Alumni Spotlight: Laura Stoy Transforms Research into Clean Technology Startup

Wednesday, 06 September 2023

Since leaving Georgia Tech, Laura (Mast) Stoy, PhD EnvE 21, has continued to pursue her research, this time as an entrepreneur.

The environmental engineering graduate founded Rivalia Chemical Co. with her sights set on commercializing her work as a PhD student. Over the past two years, Stoy has been selected for a competitive business incubator and a prestigious fellowship for entrepreneurs.

Stoy and her advisor, Turnipseed Family Chair and Professor Ching-Hua Huang, discovered that by applying an ionic liquid directly to solid coal fly ash, rare-earth elements (REEs) can be successfully removed in a safe process that creates little waste.

REEs are a set of elements that are necessary to manufacture technology like smart phones and LED screens, and play important roles in clean tech applications like electric vehicles and wind turbines.
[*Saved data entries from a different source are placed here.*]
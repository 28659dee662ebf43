//! Monotonic identifier minting and day-boundary arithmetic.
//!
//! Card, note, media and revlog ids are minted from the current wall clock in
//! milliseconds; ids must stay strictly increasing even across process
//! restarts (the revlog invariant in particular depends on it), so
//! [`IdGenerator`] is seeded from the highest id already present in the store
//! on load rather than always trusting the clock.

use chrono::{DateTime, TimeZone, Utc};

/// Default hour (0-23) at which a new scheduling day begins.
pub const DEFAULT_ROLLOVER_HOUR: u32 = 4;

pub fn now_secs() -> i64 {
    Utc::now().timestamp()
}

pub fn now_millis() -> i64 {
    Utc::now().timestamp_millis()
}

/// Monotonic id source. One instance is owned by the `Store`; every mutation
/// that mints a new entity id goes through it.
#[derive(Clone, Copy, Debug, Default)]
pub struct IdGenerator {
    last: i64,
}

impl IdGenerator {
    pub fn new() -> Self {
        Self { last: 0 }
    }

    /// Raises the floor so that newly minted ids never collide with ids
    /// recovered from a snapshot or archive import.
    pub fn seed_from_max(&mut self, max_existing_id: i64) {
        if max_existing_id > self.last {
            self.last = max_existing_id;
        }
    }

    /// Mints the next id, using `now_millis` when it has advanced past the
    /// last minted id, otherwise incrementing by one.
    pub fn next(&mut self, now_millis: i64) -> i64 {
        self.last = if now_millis > self.last {
            now_millis
        } else {
            self.last + 1
        };
        self.last
    }
}

/// Returns the epoch-seconds boundary of the scheduling day that contains
/// `at`, given a rollover hour. Timestamps before the rollover hour on a
/// calendar day belong to the previous scheduling day.
pub fn day_cutoff_secs(at: DateTime<Utc>, rollover_hour: u32) -> i64 {
    let date = at.date_naive();
    let boundary = Utc
        .from_utc_datetime(&date.and_hms_opt(rollover_hour, 0, 0).unwrap_or_default());
    if at < boundary {
        (boundary - chrono::Duration::days(1)).timestamp()
    } else {
        boundary.timestamp()
    }
}

/// Days elapsed between the collection's creation instant and `at`, measured
/// in scheduling days (i.e. respecting the rollover hour). Used both to
/// stamp `Card::due` for Review cards and to gate daily limits.
pub fn day_index(at: DateTime<Utc>, crt_secs: i64, rollover_hour: u32) -> i64 {
    let crt = Utc.timestamp_opt(crt_secs, 0).single().unwrap_or(at);
    let now_cutoff = day_cutoff_secs(at, rollover_hour);
    let crt_cutoff = day_cutoff_secs(crt, rollover_hour);
    (now_cutoff - crt_cutoff) / 86_400
}

#[cfg(test)]
mod tests {
    use super::*;

    #[test]
    fn id_generator_advances_with_clock() {
        let mut r#gen = IdGenerator::new();
        assert_eq!(r#gen.next(1_000), 1_000);
        assert_eq!(r#gen.next(1_000), 1_001);
        assert_eq!(r#gen.next(999), 1_002);
        assert_eq!(r#gen.next(5_000), 5_000);
    }

    #[test]
    fn seed_from_max_raises_floor() {
        let mut r#gen = IdGenerator::new();
        r#gen.seed_from_max(10_000);
        assert_eq!(r#gen.next(1), 10_001);
    }

    #[test]
    fn day_index_respects_rollover() {
        let crt = Utc.with_ymd_and_hms(2024, 1, 1, 4, 0, 0).unwrap().timestamp();
        let before_rollover = Utc.with_ymd_and_hms(2024, 1, 2, 3, 59, 0).unwrap();
        let after_rollover = Utc.with_ymd_and_hms(2024, 1, 2, 4, 0, 0).unwrap();
        assert_eq!(day_index(before_rollover, crt, 4), 0);
        assert_eq!(day_index(after_rollover, crt, 4), 1);
    }
}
A woman standing on stage in front of letters that spell "techstars"

Laura Stoy gives a presentation as part of the Techstars Alabama EnergyTech Accelerator.

Coal fly ash is a byproduct from coal-fired power plants. This waste produced by burning coal for power can have concentrations of REEs similar to those found in raw ores. While some coal fly ash can be reused in concrete and construction products, much of it ends up being disposed of in large sites called ash ponds.

There are more than 700 coal ash ponds in the U.S., many located in the Southeast, that contain a total of two billion metric tons of ash.

“I’m an environmentalist at heart and I really want to clean up the old ash ponds,” Stoy said. “What we have stored in these ash ponds is 100 years of demand for rare earths in the U.S.”

Two people in hardhats and vests at a power plant

Laura Stoy during a power plant visit with Alabama Power.

While at Georgia Tech, Stoy was able to successfully extract REEs from coal fly ash at bench scale. With Rivalia Chemical Co., she hopes to further develop the process so it can be economical on a larger scale.

Stoy feels strongly that her technology could create a sustainable, domestic source of REEs to diversify the nation’s rare earth supply chain and limit its reliance on foreign mining operations.

“Right now there are no companies that can do that, so we’re relying on low-cost rare earths from China and other countries. China still controls over 80% of the processing and separation of rare earths and most of the production,” Stoy said.

Others have recognized the potential of Stoy’s concept, too. She was accepted to participate in a three-month business accelerator designed specifically for startups addressing innovative electrical and utility solutions.

In the Fall of 2022, Stoy participated in the third cohort of the Techstars Alabama EnergyTech Accelerator, which included 10 startup founders from around the nation and the world selected through a rigorous admission process.

Stoy temporarily relocated to Birmingham, Ala., to participate in the program, which she described as “compressing two years of business development into three months.”

There were long days with lots of learning and networking with other entrepreneurs that Stoy said helped to bolster her confidence in the financial side of running a startup.

“As a grad student I wrote grants—that’s asking for a lot of money,” Stoy said. “But that’s not the same as asking someone for millions of  dollars. I learned how to have that conversation gracefully and remove obstacles. That’s not something that I’ve ever learned before.”

Following her Techstars experience, Stoy was accepted into the Chain Reactions Innovations Fellowship at Argonne National Lab. This two-year program accepts only four startups each year to develop their clean energy and science-based technologies. The fellowship provides funding, access to Argonne’s world-class facilities, and expertise and support from their research staff.

Reflecting on her experience, Stoy is happy to see new programming related to entrepreneurship within the School of Civil and Environmental Engineering, including an innovation and entrepreneurship track for undergraduates and the annual Entrepreneurial Impact Competition. She hopes that more graduate students will see the benefits of becoming an entrepreneur. 

A woman standing in front of a colorful projection

Laura Stoy gives a presentation as part of the Techstars Alabama EnergyTech Accelerator.

“I think grad students have a lot of responsibilities that translate well to starting a business: You have to manage your own time and find your own funding, the hustle is very similar,” Stoy said. “Really what grad students need though is more role models: to see people come out of their PhDs and start companies.”